> _Data in this exercise_
■ ■ ■
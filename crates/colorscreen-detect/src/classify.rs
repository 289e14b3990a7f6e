use colorscreen_core::ColorClass;

/// Classifies a linear RGB sample into the additive primary it most
/// likely belongs to, by picking the channel with the greatest share of
/// the pixel's total energy. This is deliberately simple — screen
/// detection corrects misclassifications downstream via the flood-fill
/// confirmation step's majority-color check, rather than trying to get
/// every pixel right here.
pub fn classify_color(rgb: [f64; 3]) -> ColorClass {
    let [r, g, b] = rgb;
    if r >= g && r >= b {
        ColorClass::Red
    } else if g >= r && g >= b {
        ColorClass::Green
    } else {
        ColorClass::Blue
    }
}

/// A confidence score in `[0, 1]`: how dominant the winning channel is
/// over the runner-up, used to weight a patch's contribution to the
/// detector's quality gates.
pub fn classification_confidence(rgb: [f64; 3]) -> f64 {
    let mut sorted = rgb;
    sorted.sort_by(|a, b| b.partial_cmp(a).unwrap());
    let total = sorted.iter().sum::<f64>().max(1e-9);
    (sorted[0] - sorted[1]).abs() / total
}

#[cfg(test)]
mod tests {
    use super::*;

    #[test]
    fn picks_the_dominant_channel() {
        assert_eq!(classify_color([0.8, 0.1, 0.1]), ColorClass::Red);
        assert_eq!(classify_color([0.1, 0.8, 0.1]), ColorClass::Green);
        assert_eq!(classify_color([0.1, 0.1, 0.8]), ColorClass::Blue);
    }

    #[test]
    fn confidence_is_zero_for_a_tie() {
        assert!(classification_confidence([0.5, 0.5, 0.0]) < 1e-9);
    }
}
use std::fs::File;
use std::io::{BufReader, BufWriter};
use std::path::PathBuf;

use anyhow::{Context, Result};
use clap::Args;
use colorscreen_params::ParFile;

#[derive(Args)]
pub struct ParArgs {
    /// Input `.par` file
    input: PathBuf,
    /// Re-write the parsed document to this path instead of just validating
    #[arg(short, long)]
    output: Option<PathBuf>,
}

pub fn run(args: ParArgs) -> Result<()> {
    let file = File::open(&args.input).with_context(|| format!("opening {}", args.input.display()))?;
    let doc = ParFile::parse(BufReader::new(file)).with_context(|| format!("parsing {}", args.input.display()))?;

    println!("scr_type: {:?}", doc.scr_type);
    println!("solver points: {}", doc.solver_points.len());
    println!("backlight correction: {}", doc.backlight.is_some());
    println!("scanner blur correction: {}", doc.scanner_blur.is_some());

    if let Some(output) = &args.output {
        let out_file = File::create(output).with_context(|| format!("creating {}", output.display()))?;
        doc.write(BufWriter::new(out_file))?;
    }
    Ok(())
}
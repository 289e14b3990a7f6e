use thiserror::Error;

/// Result alias used throughout the colorscreen crates.
pub type Result<T> = std::result::Result<T, CsError>;

/// Shared error taxonomy for coordinate, geometry and raster failures.
///
/// Higher-level crates define their own error enums for concerns specific
/// to them (parse errors, solve non-convergence, cache exhaustion) and wrap
/// this one with `#[from]` where a lower-level failure can propagate up.
#[derive(Debug, Error)]
pub enum CsError {
    /// A coordinate transform was asked to invert a point outside the
    /// domain it was built for (e.g. outside a mesh's control grid, or
    /// beyond a lens-warp table's precomputed radius).
    #[error("point ({x}, {y}) is outside the domain of this transform")]
    OutOfDomain { x: f64, y: f64 },

    /// A lookup table (precomputed function, mesh, MTF table) was queried
    /// before being built, or was built from a degenerate input (fewer
    /// than two control points, zero-area mesh cell).
    #[error("{0} is empty or was never precomputed")]
    NotPrecomputed(&'static str),

    /// A raster dimension or index fell outside the bounds of the buffer,
    /// or an arithmetic size computation (width * height * channels)
    /// would overflow.
    #[error("raster bounds error: {0}")]
    RasterBounds(String),

    /// The long-running operation was cancelled cooperatively via
    /// `colorscreen_progress`.
    #[error("operation cancelled")]
    Cancelled,
}
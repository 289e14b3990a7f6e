use thiserror::Error;

#[derive(Debug, Error)]
pub enum CorrectionError {
    #[error("malformed backlight correction data: {0}")]
    MalformedBacklight(String),

    #[error("expected keyword {expected:?} at offset {offset}, found {found:?}")]
    UnexpectedLccKeyword {
        expected: &'static str,
        found: String,
        offset: usize,
    },

    #[error("LCC file ended before the expected data block")]
    TruncatedLcc,

    #[error(transparent)]
    Io(#[from] std::io::Error),
}
//! Minimal binary PPM (P6) reader/writer, standing in for a full TIFF/NetPBM
//! stack the rest of the pipeline doesn't otherwise need: this crate only
//! has to move pixels in and out of `render_tile`/`detect`, not implement
//! every format the toolkit's image-input surface describes.

use std::io::{BufRead, Read, Write};

pub struct Ppm {
    pub width: usize,
    pub height: usize,
    /// Linear-ish 0..1 RGB, row-major.
    pub pixels: Vec<[f64; 3]>,
}

pub fn read_ppm(mut r: impl BufRead) -> std::io::Result<Ppm> {
    let mut magic = [0u8; 2];
    r.read_exact(&mut magic)?;
    if &magic != b"P6" {
        return Err(std::io::Error::new(std::io::ErrorKind::InvalidData, "not a P6 PPM file"));
    }
    let width = read_token(&mut r)?;
    let height = read_token(&mut r)?;
    let maxval = read_token(&mut r)?;
    let mut data = vec![0u8; width * height * 3];
    r.read_exact(&mut data)?;
    let scale = 1.0 / maxval as f64;
    let pixels = data
        .chunks_exact(3)
        .map(|c| [c[0] as f64 * scale, c[1] as f64 * scale, c[2] as f64 * scale])
        .collect();
    Ok(Ppm { width, height, pixels })
}

pub fn write_ppm(mut w: impl Write, ppm: &Ppm) -> std::io::Result<()> {
    writeln!(w, "P6\n{} {}\n255", ppm.width, ppm.height)?;
    let mut data = Vec::with_capacity(ppm.pixels.len() * 3);
    for p in &ppm.pixels {
        for c in p {
            data.push((c.clamp(0.0, 1.0) * 255.0).round() as u8);
        }
    }
    w.write_all(&data)
}

fn read_token(r: &mut impl BufRead) -> std::io::Result<usize> {
    let mut token = String::new();
    loop {
        let mut byte = [0u8; 1];
        r.read_exact(&mut byte)?;
        let c = byte[0] as char;
        if c.is_whitespace() {
            if token.is_empty() {
                continue;
            }
            break;
        }
        if c == '#' {
            let mut line = String::new();
            r.read_line(&mut line)?;
            continue;
        }
        token.push(c);
    }
    token
        .parse()
        .map_err(|_| std::io::Error::new(std::io::ErrorKind::InvalidData, "malformed PPM header"))
}
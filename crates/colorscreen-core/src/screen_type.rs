/// The family of additive color-screen mosaics this toolkit knows how to
/// synthesize and detect.
#[derive(Debug, Clone, Copy, PartialEq, Eq, Hash)]
pub enum ScreenType {
    /// No regular pattern; used for the identity/neutral screen tile.
    Random,
    Dufay,
    Paget,
    Finlay,
    Thames,
    DioptichromeB,
    ImprovedDioptichromeB,
    Omnicolore,
    WarnerPowrie,
    Joly,
}

impl ScreenType {
    /// The screens built from three parallel color strips rather than a
    /// two-dimensional lattice (Dufay is also strip-based but has its own
    /// asymmetric red/green width convention, so it is kept separate).
    pub fn is_parallel_strip(self) -> bool {
        matches!(
            self,
            ScreenType::Joly
                | ScreenType::WarnerPowrie
                | ScreenType::Omnicolore
                | ScreenType::DioptichromeB
                | ScreenType::ImprovedDioptichromeB
        )
    }

    pub fn is_diagonal_lattice(self) -> bool {
        matches!(self, ScreenType::Paget | ScreenType::Finlay)
    }
}

/// How the scanner produced the raw capture, which determines whether a
/// motor-correction 1D function is meaningful for this scan.
#[derive(Debug, Clone, Copy, PartialEq, Eq)]
pub enum ScannerType {
    FixedLens,
    LensMovesX,
    LensMovesY,
}

/// The three additive primaries a screen patch is classified into during
/// detection.
#[derive(Debug, Clone, Copy, PartialEq, Eq)]
pub enum ColorClass {
    Red,
    Green,
    Blue,
}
■ ■ ■
> _Problem statement_
Show all lines from the records above where the word "BufWriter" occurs.

> _Written reply_
use std::io::{BufReader, BufWriter};
        doc.write(BufWriter::new(out_file))?;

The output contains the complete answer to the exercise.